● **Material shown**
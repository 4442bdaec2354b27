//! Tick system - the two entry points an external driver loop calls
//!
//! `tick` is the think step, run once per frame. `fixed_tick` is the
//! movement / projectile integration step, run at a fixed interval.
//! Both return the notifications produced since the last call, in order.

use crate::combat::hit::DamageEvent;
use crate::combat::projectile::ProjectileStep;
use crate::core::clock::Deferred;
use crate::core::types::{EntityId, Seconds};
use crate::ecs::world::World;
use crate::simulation::behavior;
use crate::simulation::events::SimulationEvent;

/// Run one think step
///
/// 1. Advance the clock and reload progress
/// 2. Run deferred work that came due (reload completion, burst shots, removals)
/// 3. Hand open tasks to idle survivors
/// 4. Think for every living survivor, in roster order
pub fn tick(world: &mut World, dt: Seconds) -> Vec<SimulationEvent> {
    let dt = sanitize(dt);
    let now = world.clock.advance(dt);
    world.advance_weapons(dt);

    run_due_timers(world, now);

    if world.config.tasks.auto_assign {
        let assigned = world
            .scheduler
            .assign_idle(&mut world.survivors, &mut world.tasks, &mut world.events);
        if assigned > 0 {
            tracing::debug!("Assigned {} idle survivors", assigned);
        }
    }

    let roster: Vec<EntityId> = world
        .survivors
        .iter()
        .filter(|s| !s.is_dead())
        .map(|s| s.id)
        .collect();
    for survivor in roster {
        behavior::think(world, survivor, dt);
    }

    world.drain_events()
}

/// Run one fixed integration step
///
/// 1. Move survivors toward their move targets
/// 2. Advance projectiles, resolving hits against the new positions
pub fn fixed_tick(world: &mut World, dt: Seconds) -> Vec<SimulationEvent> {
    let dt = sanitize(dt);
    integrate_movement(world, dt);
    advance_projectiles(world, dt);
    world.drain_events()
}

fn sanitize(dt: Seconds) -> Seconds {
    if dt.is_finite() && dt > 0.0 {
        dt
    } else {
        0.0
    }
}

fn run_due_timers(world: &mut World, now: Seconds) {
    while let Some((_, deferred)) = world.timers.pop_due(now) {
        match deferred {
            Deferred::ReloadComplete(weapon) => world.finish_reload(weapon),
            Deferred::BurstShot(weapon) => world.continue_burst(weapon),
            Deferred::RemoveEntity(entity) => world.remove_actor(entity),
        }
    }
}

fn integrate_movement(world: &mut World, dt: Seconds) {
    if dt <= 0.0 {
        return;
    }
    let moves: Vec<_> = world
        .survivors
        .iter()
        .filter(|s| !s.is_dead())
        .filter_map(|s| s.move_target.map(|target| (s.id, target, s.combat.move_speed)))
        .collect();

    for (id, target, speed) in moves {
        let Some(position) = world.actors.get(id).map(|a| a.position) else {
            continue;
        };
        let next = position.move_towards(target, speed * dt as f32);
        world.actors.set_position(id, next);
    }
}

fn advance_projectiles(world: &mut World, dt: Seconds) {
    let in_flight = std::mem::take(&mut world.projectiles);
    let mut still_flying = Vec::with_capacity(in_flight.len());

    for mut projectile in in_flight {
        match projectile.advance(dt as f32, &world.actors) {
            ProjectileStep::Flying => still_flying.push(projectile),
            ProjectileStep::Hit(hit) => {
                if let Some(target) = hit.entity {
                    let location = world.hit_location(hit.offset_ratio);
                    let event = DamageEvent::new(target, projectile.damage, projectile.kind)
                        .from_source(projectile.source)
                        .at(location);
                    if let Err(e) = world.apply_damage(event) {
                        tracing::trace!("Projectile hit dropped: {}", e);
                    }
                }
                world.services.pool.release(projectile.instance);
            }
            ProjectileStep::Expired => world.services.pool.release(projectile.instance),
        }
    }

    still_flying.append(&mut world.projectiles);
    world.projectiles = still_flying;
}

#[cfg(test)]
mod tests {
    use super::*;
    use crate::core::config::SimulationConfig;
    use crate::core::types::Vec2;
    use crate::entity::survivor::Skill;
    use crate::services::Services;

    #[test]
    fn test_fixed_tick_moves_toward_target() {
        let mut world = World::new(SimulationConfig::default(), Services::default()).unwrap();
        let survivor = world.spawn_survivor("Ana", Skill::Scouting, 10.0, Vec2::ZERO);
        world.survivor_mut(survivor).unwrap().move_target = Some(Vec2::new(10.0, 0.0));

        fixed_tick(&mut world, 0.5);

        let position = world.actor(survivor).unwrap().position;
        assert!((position.x - 2.0).abs() < 1e-4);
    }

    #[test]
    fn test_negative_dt_does_nothing() {
        let mut world = World::new(SimulationConfig::default(), Services::default()).unwrap();
        tick(&mut world, -1.0);
        tick(&mut world, f64::NAN);
        assert_eq!(world.now(), 0.0);
    }
}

● **Aim of the exercise**
Give back the listing above exactly as written.

● **Final answer**
repository 4442bdaec2354b27
//! Tick system - the two entry points an external driver loop calls
//!
//! `tick` is the think step, run once per frame. `fixed_tick` is the
//! movement / projectile integration step, run at a fixed interval.
//! Both return the notifications produced since the last call, in order.

use crate::combat::hit::DamageEvent;
use crate::combat::projectile::ProjectileStep;
use crate::core::clock::Deferred;
use crate::core::types::{EntityId, Seconds};
use crate::ecs::world::World;
use crate::simulation::behavior;
use crate::simulation::events::SimulationEvent;

/// Run one think step
///
/// 1. Advance the clock and reload progress
/// 2. Run deferred work that came due (reload completion, burst shots, removals)
/// 3. Hand open tasks to idle survivors
/// 4. Think for every living survivor, in roster order
pub fn tick(world: &mut World, dt: Seconds) -> Vec<SimulationEvent> {
    let dt = sanitize(dt);
    let now = world.clock.advance(dt);
    world.advance_weapons(dt);

    run_due_timers(world, now);

    if world.config.tasks.auto_assign {
        let assigned = world
            .scheduler
            .assign_idle(&mut world.survivors, &mut world.tasks, &mut world.events);
        if assigned > 0 {
            tracing::debug!("Assigned {} idle survivors", assigned);
        }
    }

    let roster: Vec<EntityId> = world
        .survivors
        .iter()
        .filter(|s| !s.is_dead())
        .map(|s| s.id)
        .collect();
    for survivor in roster {
        behavior::think(world, survivor, dt);
    }

    world.drain_events()
}

/// Run one fixed integration step
///
/// 1. Move survivors toward their move targets
/// 2. Advance projectiles, resolving hits against the new positions
pub fn fixed_tick(world: &mut World, dt: Seconds) -> Vec<SimulationEvent> {
    let dt = sanitize(dt);
    integrate_movement(world, dt);
    advance_projectiles(world, dt);
    world.drain_events()
}

fn sanitize(dt: Seconds) -> Seconds {
    if dt.is_finite() && dt > 0.0 {
        dt
    } else {
        0.0
    }
}

fn run_due_timers(world: &mut World, now: Seconds) {
    while let Some((_, deferred)) = world.timers.pop_due(now) {
        match deferred {
            Deferred::ReloadComplete(weapon) => world.finish_reload(weapon),
            Deferred::BurstShot(weapon) => world.continue_burst(weapon),
            Deferred::RemoveEntity(entity) => world.remove_actor(entity),
        }
    }
}

fn integrate_movement(world: &mut World, dt: Seconds) {
    if dt <= 0.0 {
        return;
    }
    let moves: Vec<_> = world
        .survivors
        .iter()
        .filter(|s| !s.is_dead())
        .filter_map(|s| s.move_target.map(|target| (s.id, target, s.combat.move_speed)))
        .collect();

    for (id, target, speed) in moves {
        let Some(position) = world.actors.get(id).map(|a| a.position) else {
            continue;
        };
        let next = position.move_towards(target, speed * dt as f32);
        world.actors.set_position(id, next);
    }
}

fn advance_projectiles(world: &mut World, dt: Seconds) {
    let in_flight = std::mem::take(&mut world.projectiles);
    let mut still_flying = Vec::with_capacity(in_flight.len());

    for mut projectile in in_flight {
        match projectile.advance(dt as f32, &world.actors) {
            ProjectileStep::Flying => still_flying.push(projectile),
            ProjectileStep::Hit(hit) => {
                if let Some(target) = hit.entity {
                    let location = world.hit_location(hit.offset_ratio);
                    let event = DamageEvent::new(target, projectile.damage, projectile.kind)
                        .from_source(projectile.source)
                        .at(location);
                    if let Err(e) = world.apply_damage(event) {
                        tracing::trace!("Projectile hit dropped: {}", e);
                    }
                }
                world.services.pool.release(projectile.instance);
            }
            ProjectileStep::Expired => world.services.pool.release(projectile.instance),
        }
    }

    still_flying.append(&mut world.projectiles);
    world.projectiles = still_flying;
}

#[cfg(test)]
mod tests {
    use super::*;
    use crate::core::config::SimulationConfig;
    use crate::core::types::Vec2;
    use crate::entity::survivor::Skill;
    use crate::services::Services;

    #[test]
    fn test_fixed_tick_moves_toward_target() {
        let mut world = World::new(SimulationConfig::default(), Services::default()).unwrap();
        let survivor = world.spawn_survivor("Ana", Skill::Scouting, 10.0, Vec2::ZERO);
        world.survivor_mut(survivor).unwrap().move_target = Some(Vec2::new(10.0, 0.0));

        fixed_tick(&mut world, 0.5);

        let position = world.actor(survivor).unwrap().position;
        assert!((position.x - 2.0).abs() < 1e-4);
    }

    #[test]
    fn test_negative_dt_does_nothing() {
        let mut world = World::new(SimulationConfig::default(), Services::default()).unwrap();
        tick(&mut world, -1.0);
        tick(&mut world, f64::NAN);
        assert_eq!(world.now(), 0.0);
    }
}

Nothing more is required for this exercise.